• **Task prompt**
Would you please write out each entry that follows, exactly as written?

#####

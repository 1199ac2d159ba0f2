//! Command-line interface

pub mod commands;
pub mod output;

use clap::{Parser, Subcommand};
use commands::{MatrixCommand, PlanCommand, RunCommand, ValidateCommand};

/// Matrix CI gate evaluator and step runner
#[derive(Debug, Parser, Clone)]
#[command(name = "gantry")]
#[command(author = "Gantry Contributors")]
#[command(version = "0.1.0")]
#[command(about = "A matrix CI gate evaluator and step runner", long_about = None)]
pub struct Cli {
    #[command(subcommand)]
    pub command: Command,

    /// Enable verbose logging
    #[arg(short, long, global = true)]
    pub verbose: bool,
}

/// Available commands
#[derive(Debug, Subcommand, Clone)]
pub enum Command {
    /// Execute one matrix cell
    Run(RunCommand),

    /// Fan out across platforms
    Matrix(MatrixCommand),

    /// Show gate decisions without executing
    Plan(PlanCommand),

    /// Validate a pipeline configuration
    Validate(ValidateCommand),
}

impl Cli {
    /// Parse CLI arguments from environment
    pub fn from_args() -> Self {
        Self::parse()
    }

    /// Parse CLI arguments from a slice
    pub fn try_parse_from<I, T>(itr: I) -> Result<Self, clap::Error>
    where
        I: IntoIterator<Item = T>,
        T: Into<OsString> + Clone,
    {
        <Self as Parser>::try_parse_from(itr)
    }
}

use std::ffi::OsString;
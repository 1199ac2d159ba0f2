//! Runner environment for executing step commands

pub mod shell;

use async_trait::async_trait;
use std::collections::HashMap;
use thiserror::Error;

pub use shell::ShellRunner;

/// Errors raised while dispatching a command to the runner environment
///
/// These surface as step failures; the evaluator never conflates them with
/// gate skips.
#[derive(Debug, Error)]
pub enum RunnerError {
    #[error("failed to spawn command: {0}")]
    Spawn(#[from] std::io::Error),

    #[error("command terminated by signal")]
    Signalled,
}

/// Output captured from one command execution
#[derive(Debug, Clone)]
pub struct CommandOutput {
    /// Process exit code
    pub exit_code: i32,

    /// Captured standard output
    pub stdout: String,

    /// Captured standard error
    pub stderr: String,
}

impl CommandOutput {
    /// Check if the command exited zero
    pub fn success(&self) -> bool {
        self.exit_code == 0
    }
}

/// Trait for the external runner environment - allows for different
/// implementations
///
/// The production implementation shells out; tests substitute a scripted
/// runner. Commands are opaque strings; the environment map carries the run
/// context plus any secrets the step declared.
#[async_trait]
pub trait CommandRunner: Send + Sync {
    /// Execute a command with the given environment and capture its result
    async fn run(
        &self,
        command: &str,
        env: &HashMap<String, String>,
    ) -> Result<CommandOutput, RunnerError>;
}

#####

• **Your solution**
repository 1199ac2d159ba0f2
//! Command-line interface

pub mod commands;
pub mod output;

use clap::{Parser, Subcommand};
use commands::{MatrixCommand, PlanCommand, RunCommand, ValidateCommand};

/// Matrix CI gate evaluator and step runner
#[derive(Debug, Parser, Clone)]
#[command(name = "gantry")]
#[command(author = "Gantry Contributors")]
#[command(version = "0.1.0")]
#[command(about = "A matrix CI gate evaluator and step runner", long_about = None)]
pub struct Cli {
    #[command(subcommand)]
    pub command: Command,

    /// Enable verbose logging
    #[arg(short, long, global = true)]
    pub verbose: bool,
}

/// Available commands
#[derive(Debug, Subcommand, Clone)]
pub enum Command {
    /// Execute one matrix cell
    Run(RunCommand),

    /// Fan out across platforms
    Matrix(MatrixCommand),

    /// Show gate decisions without executing
    Plan(PlanCommand),

    /// Validate a pipeline configuration
    Validate(ValidateCommand),
}

impl Cli {
    /// Parse CLI arguments from environment
    pub fn from_args() -> Self {
        Self::parse()
    }

    /// Parse CLI arguments from a slice
    pub fn try_parse_from<I, T>(itr: I) -> Result<Self, clap::Error>
    where
        I: IntoIterator<Item = T>,
        T: Into<OsString> + Clone,
    {
        <Self as Parser>::try_parse_from(itr)
    }
}

use std::ffi::OsString;
repository 1199ac2d159ba0f2
//! Runner environment for executing step commands

pub mod shell;

use async_trait::async_trait;
use std::collections::HashMap;
use thiserror::Error;

pub use shell::ShellRunner;

/// Errors raised while dispatching a command to the runner environment
///
/// These surface as step failures; the evaluator never conflates them with
/// gate skips.
#[derive(Debug, Error)]
pub enum RunnerError {
    #[error("failed to spawn command: {0}")]
    Spawn(#[from] std::io::Error),

    #[error("command terminated by signal")]
    Signalled,
}

/// Output captured from one command execution
#[derive(Debug, Clone)]
pub struct CommandOutput {
    /// Process exit code
    pub exit_code: i32,

    /// Captured standard output
    pub stdout: String,

    /// Captured standard error
    pub stderr: String,
}

impl CommandOutput {
    /// Check if the command exited zero
    pub fn success(&self) -> bool {
        self.exit_code == 0
    }
}

/// Trait for the external runner environment - allows for different
/// implementations
///
/// The production implementation shells out; tests substitute a scripted
/// runner. Commands are opaque strings; the environment map carries the run
/// context plus any secrets the step declared.
#[async_trait]
pub trait CommandRunner: Send + Sync {
    /// Execute a command with the given environment and capture its result
    async fn run(
        &self,
        command: &str,
        env: &HashMap<String, String>,
    ) -> Result<CommandOutput, RunnerError>;
}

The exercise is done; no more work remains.